→ DATA SECTION:
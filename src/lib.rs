/// Upstream endpoint configuration and HTTP client construction
pub mod config;

/// Raw file content retrieval from the GitHub mirror
pub mod github;

/// Searchfox search client and payload normalization
pub mod searchfox;

/// Repository resolution, file retrieval and search services
pub mod services;

/// MCP tool implementations exposing library functionality through the protocol
pub mod tools;

/// Transport layer implementations for MCP server modes (stdio, SSE)
pub mod transport;

/// Core type definitions and domain models used throughout the library
pub mod types;
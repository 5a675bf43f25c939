//! Core type definitions
//!
//! Strongly-typed wrappers for the repository names, search requests and tool
//! results that flow between the MCP surface and the upstream clients.

pub mod file;
pub mod repository;
pub mod search;

pub use file::*;
pub use repository::*;
pub use search::*;
use crate::config::ServerConfig;
use crate::tools::SearchfoxTools;
use anyhow::Result;
use rmcp::ServiceExt;
use rmcp::transport::stdio;

/// Runs the MCP server in STDIN/STDOUT mode.
///
/// This mode is used when the server is launched as a subprocess by an MCP client,
/// communicating through standard input/output streams. Logs must go to stderr.
///
/// # Arguments
/// * `config` - Upstream endpoints and request timeout
///
/// # Returns
/// * `Result<()>` - Success when server shuts down cleanly, or error
///
/// # Example
/// ```no_run
/// # use searchfox_mcp::config::ServerConfig;
/// # use searchfox_mcp::transport::stdio::run_stdio_server;
/// # async fn example() -> anyhow::Result<()> {
/// run_stdio_server(ServerConfig::default()).await?;
/// # Ok(())
/// # }
/// ```
pub async fn run_stdio_server(config: ServerConfig) -> Result<()> {
    let service = SearchfoxTools::new(config)?;

    service.initialize().await?;

    let server = service.serve(stdio()).await?;

    server.waiting().await?;
    Ok(())
}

→ DIRECTIONS:
For an answer, give a copy of every line in the listing that holds the word "implementations".

→ ANSWER FOR THE TASK:
/// MCP tool implementations exposing library functionality through the protocol
/// Transport layer implementations for MCP server modes (stdio, SSE)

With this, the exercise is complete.